WORK ITEM: Produce an exact copy of the first line of the data below and each line after it, please, up to and including the one with "use crate::sheets::auth::AccessTokenProvider;".

Items from a dataset
"""
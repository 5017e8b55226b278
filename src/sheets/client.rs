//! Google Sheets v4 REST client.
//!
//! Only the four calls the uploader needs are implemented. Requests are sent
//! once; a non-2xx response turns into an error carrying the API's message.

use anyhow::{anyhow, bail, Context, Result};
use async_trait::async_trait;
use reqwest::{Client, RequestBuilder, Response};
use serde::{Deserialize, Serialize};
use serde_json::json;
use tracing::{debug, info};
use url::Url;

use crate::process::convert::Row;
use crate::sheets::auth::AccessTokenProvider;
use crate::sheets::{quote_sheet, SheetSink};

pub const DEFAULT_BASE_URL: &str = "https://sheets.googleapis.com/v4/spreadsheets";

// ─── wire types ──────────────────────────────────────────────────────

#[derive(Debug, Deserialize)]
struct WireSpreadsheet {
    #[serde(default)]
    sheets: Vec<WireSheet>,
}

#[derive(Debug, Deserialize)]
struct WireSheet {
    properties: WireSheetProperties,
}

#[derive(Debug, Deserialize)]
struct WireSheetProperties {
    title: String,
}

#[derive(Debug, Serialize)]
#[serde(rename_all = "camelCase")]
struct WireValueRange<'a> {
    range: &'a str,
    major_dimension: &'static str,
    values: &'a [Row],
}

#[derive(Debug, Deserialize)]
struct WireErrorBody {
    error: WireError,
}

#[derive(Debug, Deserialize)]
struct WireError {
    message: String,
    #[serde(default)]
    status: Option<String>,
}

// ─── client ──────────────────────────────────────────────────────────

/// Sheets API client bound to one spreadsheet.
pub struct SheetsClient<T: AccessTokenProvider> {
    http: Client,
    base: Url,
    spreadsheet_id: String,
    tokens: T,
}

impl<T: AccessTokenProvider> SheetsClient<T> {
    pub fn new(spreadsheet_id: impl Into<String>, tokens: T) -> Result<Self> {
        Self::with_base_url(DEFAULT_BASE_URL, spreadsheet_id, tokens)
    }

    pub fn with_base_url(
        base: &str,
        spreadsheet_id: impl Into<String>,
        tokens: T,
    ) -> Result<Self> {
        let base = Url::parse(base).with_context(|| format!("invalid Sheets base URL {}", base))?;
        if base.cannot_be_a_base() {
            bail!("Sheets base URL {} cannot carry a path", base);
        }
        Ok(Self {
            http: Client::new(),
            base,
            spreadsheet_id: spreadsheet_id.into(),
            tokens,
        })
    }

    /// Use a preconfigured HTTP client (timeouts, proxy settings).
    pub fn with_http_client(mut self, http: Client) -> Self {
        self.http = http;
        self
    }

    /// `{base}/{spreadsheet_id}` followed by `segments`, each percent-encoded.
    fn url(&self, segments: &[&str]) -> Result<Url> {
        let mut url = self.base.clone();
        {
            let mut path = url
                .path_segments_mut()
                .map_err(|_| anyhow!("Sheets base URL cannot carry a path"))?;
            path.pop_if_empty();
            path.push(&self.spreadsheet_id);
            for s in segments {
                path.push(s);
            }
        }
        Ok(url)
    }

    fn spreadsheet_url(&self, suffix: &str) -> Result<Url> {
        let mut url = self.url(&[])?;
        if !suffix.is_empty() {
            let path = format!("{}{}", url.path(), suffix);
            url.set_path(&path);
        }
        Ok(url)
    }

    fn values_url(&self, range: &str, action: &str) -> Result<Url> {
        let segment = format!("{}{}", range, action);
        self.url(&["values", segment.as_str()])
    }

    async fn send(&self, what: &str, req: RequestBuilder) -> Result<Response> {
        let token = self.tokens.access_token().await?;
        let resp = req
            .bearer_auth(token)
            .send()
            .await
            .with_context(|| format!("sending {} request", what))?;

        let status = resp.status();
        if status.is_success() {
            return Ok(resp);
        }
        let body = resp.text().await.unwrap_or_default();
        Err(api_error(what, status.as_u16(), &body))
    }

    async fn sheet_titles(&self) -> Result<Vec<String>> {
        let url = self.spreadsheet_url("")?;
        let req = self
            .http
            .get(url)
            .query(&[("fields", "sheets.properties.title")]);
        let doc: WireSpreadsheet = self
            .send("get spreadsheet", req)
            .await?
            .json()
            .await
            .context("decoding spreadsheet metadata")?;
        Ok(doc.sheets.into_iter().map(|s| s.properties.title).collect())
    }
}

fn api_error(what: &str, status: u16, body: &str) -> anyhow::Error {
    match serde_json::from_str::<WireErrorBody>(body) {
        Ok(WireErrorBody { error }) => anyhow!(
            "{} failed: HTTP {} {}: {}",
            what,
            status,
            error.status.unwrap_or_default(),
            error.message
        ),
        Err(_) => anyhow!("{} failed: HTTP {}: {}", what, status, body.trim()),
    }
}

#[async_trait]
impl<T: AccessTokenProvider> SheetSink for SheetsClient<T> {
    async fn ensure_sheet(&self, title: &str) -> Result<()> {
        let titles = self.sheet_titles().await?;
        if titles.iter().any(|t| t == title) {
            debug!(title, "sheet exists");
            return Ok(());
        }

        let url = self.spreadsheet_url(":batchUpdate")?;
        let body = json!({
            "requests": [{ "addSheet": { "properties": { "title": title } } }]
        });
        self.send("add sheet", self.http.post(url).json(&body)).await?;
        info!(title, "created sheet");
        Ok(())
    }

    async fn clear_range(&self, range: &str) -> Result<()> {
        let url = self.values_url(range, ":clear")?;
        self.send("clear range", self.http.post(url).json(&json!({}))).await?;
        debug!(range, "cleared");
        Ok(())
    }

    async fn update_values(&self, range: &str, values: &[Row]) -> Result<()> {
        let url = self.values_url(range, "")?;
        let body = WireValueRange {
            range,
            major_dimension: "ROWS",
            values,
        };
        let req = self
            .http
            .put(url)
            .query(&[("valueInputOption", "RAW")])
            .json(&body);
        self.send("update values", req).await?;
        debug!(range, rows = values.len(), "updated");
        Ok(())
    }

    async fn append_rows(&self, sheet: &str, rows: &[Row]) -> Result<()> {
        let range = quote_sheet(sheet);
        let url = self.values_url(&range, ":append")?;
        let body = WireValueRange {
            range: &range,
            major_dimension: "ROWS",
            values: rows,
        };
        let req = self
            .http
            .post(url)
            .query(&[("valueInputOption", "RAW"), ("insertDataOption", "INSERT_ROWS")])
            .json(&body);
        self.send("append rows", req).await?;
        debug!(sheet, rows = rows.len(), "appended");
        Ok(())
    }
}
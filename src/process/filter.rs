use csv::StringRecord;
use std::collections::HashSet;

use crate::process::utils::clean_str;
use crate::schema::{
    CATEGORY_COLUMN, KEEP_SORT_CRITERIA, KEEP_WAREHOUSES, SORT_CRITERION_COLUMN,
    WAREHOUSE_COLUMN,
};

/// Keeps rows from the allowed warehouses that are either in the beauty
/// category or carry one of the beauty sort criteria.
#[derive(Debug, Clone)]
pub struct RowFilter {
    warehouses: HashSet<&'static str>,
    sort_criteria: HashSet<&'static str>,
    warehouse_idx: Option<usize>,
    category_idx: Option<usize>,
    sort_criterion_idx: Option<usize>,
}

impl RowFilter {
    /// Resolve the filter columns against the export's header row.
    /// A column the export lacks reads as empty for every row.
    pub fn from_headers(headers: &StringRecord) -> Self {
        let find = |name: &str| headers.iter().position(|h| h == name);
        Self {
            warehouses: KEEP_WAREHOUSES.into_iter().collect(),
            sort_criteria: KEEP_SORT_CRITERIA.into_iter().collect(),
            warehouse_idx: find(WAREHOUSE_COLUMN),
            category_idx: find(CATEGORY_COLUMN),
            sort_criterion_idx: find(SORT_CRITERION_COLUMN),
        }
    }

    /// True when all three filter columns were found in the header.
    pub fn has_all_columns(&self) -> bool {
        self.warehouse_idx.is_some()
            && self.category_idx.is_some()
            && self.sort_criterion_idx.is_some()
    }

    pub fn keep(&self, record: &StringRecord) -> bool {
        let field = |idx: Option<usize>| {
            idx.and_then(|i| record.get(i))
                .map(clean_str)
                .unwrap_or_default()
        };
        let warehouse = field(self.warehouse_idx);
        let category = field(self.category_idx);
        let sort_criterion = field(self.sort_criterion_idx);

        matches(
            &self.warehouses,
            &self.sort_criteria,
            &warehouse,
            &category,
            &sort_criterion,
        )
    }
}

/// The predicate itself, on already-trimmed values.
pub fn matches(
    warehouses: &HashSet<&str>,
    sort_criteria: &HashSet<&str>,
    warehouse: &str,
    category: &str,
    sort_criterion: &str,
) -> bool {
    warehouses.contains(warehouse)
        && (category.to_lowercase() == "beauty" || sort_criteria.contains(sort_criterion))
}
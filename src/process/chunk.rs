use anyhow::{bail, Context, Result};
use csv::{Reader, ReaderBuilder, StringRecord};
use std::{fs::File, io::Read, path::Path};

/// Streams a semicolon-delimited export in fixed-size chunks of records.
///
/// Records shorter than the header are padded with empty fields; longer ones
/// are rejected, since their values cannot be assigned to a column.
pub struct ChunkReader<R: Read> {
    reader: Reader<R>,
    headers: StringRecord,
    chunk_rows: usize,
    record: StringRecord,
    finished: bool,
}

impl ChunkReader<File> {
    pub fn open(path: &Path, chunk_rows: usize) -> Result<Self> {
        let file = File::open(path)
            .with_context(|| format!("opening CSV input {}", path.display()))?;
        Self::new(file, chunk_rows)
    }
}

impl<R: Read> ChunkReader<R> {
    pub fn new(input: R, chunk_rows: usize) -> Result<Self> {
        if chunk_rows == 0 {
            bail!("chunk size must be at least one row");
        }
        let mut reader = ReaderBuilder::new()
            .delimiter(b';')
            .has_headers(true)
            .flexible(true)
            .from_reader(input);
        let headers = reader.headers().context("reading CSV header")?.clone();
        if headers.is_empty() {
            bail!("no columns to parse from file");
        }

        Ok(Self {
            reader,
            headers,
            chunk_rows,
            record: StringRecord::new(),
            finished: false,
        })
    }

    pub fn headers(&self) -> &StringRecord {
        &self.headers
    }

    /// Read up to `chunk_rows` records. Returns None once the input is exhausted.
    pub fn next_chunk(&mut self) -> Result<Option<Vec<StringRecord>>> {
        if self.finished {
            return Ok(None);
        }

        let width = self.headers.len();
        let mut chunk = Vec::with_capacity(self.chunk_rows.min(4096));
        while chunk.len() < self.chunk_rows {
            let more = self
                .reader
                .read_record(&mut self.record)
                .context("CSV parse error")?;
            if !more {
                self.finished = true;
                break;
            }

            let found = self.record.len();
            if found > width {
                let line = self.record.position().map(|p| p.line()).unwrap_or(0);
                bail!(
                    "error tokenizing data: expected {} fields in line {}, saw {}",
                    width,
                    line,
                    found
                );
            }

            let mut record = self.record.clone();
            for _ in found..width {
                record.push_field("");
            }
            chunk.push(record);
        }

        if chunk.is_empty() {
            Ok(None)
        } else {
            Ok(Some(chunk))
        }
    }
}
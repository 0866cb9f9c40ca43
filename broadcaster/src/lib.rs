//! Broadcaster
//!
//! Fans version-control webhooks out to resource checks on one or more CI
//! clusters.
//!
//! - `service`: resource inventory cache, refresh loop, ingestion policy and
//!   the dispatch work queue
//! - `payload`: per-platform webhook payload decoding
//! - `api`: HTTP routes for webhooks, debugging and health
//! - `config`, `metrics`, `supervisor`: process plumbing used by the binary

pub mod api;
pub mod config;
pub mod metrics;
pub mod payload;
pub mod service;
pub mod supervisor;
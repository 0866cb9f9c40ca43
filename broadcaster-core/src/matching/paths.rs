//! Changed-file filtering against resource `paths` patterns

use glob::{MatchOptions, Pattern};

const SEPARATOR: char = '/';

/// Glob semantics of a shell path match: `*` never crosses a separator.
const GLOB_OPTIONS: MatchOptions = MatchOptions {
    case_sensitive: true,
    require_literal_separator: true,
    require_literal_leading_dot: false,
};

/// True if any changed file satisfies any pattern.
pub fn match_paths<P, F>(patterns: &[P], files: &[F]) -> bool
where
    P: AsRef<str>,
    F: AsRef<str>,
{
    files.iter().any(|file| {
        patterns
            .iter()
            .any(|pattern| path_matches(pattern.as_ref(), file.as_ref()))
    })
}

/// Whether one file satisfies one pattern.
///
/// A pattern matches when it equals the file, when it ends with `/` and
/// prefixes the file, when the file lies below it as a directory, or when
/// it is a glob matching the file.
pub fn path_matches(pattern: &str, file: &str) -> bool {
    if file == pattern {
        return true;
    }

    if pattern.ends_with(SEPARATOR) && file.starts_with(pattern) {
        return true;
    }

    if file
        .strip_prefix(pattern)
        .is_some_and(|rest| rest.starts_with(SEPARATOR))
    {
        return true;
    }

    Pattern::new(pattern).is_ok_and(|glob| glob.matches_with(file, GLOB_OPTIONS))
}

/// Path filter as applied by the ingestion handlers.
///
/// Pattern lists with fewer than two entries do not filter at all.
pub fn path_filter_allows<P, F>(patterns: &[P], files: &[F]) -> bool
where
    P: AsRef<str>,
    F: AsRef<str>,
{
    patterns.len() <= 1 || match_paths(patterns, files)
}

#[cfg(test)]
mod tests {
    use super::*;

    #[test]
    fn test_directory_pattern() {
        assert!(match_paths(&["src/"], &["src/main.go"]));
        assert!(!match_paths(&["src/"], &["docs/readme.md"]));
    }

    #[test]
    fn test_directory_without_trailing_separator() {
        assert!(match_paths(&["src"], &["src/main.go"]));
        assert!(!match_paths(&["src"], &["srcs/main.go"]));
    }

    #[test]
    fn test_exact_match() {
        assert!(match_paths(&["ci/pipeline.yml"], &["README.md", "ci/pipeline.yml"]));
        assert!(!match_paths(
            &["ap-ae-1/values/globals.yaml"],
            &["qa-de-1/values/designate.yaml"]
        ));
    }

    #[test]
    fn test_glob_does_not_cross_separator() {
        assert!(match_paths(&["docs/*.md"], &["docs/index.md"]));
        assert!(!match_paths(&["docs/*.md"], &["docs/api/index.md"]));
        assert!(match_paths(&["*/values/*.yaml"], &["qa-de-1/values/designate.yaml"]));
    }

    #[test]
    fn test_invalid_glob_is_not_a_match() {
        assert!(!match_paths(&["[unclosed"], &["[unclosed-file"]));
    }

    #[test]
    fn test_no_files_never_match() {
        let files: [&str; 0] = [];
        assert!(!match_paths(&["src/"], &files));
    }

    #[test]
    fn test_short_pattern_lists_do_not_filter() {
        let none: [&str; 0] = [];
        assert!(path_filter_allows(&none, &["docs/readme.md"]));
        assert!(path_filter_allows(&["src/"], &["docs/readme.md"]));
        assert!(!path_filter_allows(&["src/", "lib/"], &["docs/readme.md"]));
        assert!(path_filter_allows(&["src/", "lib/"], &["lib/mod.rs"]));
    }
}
"""
EXERCISE RESULT:
repository 5017e8b55226b278
filename src/sheets/client.rs
//! Google Sheets v4 REST client.
//!
//! Only the four calls the uploader needs are implemented. Requests are sent
//! once; a non-2xx response turns into an error carrying the API's message.

use anyhow::{anyhow, bail, Context, Result};
use async_trait::async_trait;
use reqwest::{Client, RequestBuilder, Response};
use serde::{Deserialize, Serialize};
use serde_json::json;
use tracing::{debug, info};
use url::Url;

use crate::process::convert::Row;
use crate::sheets::auth::AccessTokenProvider;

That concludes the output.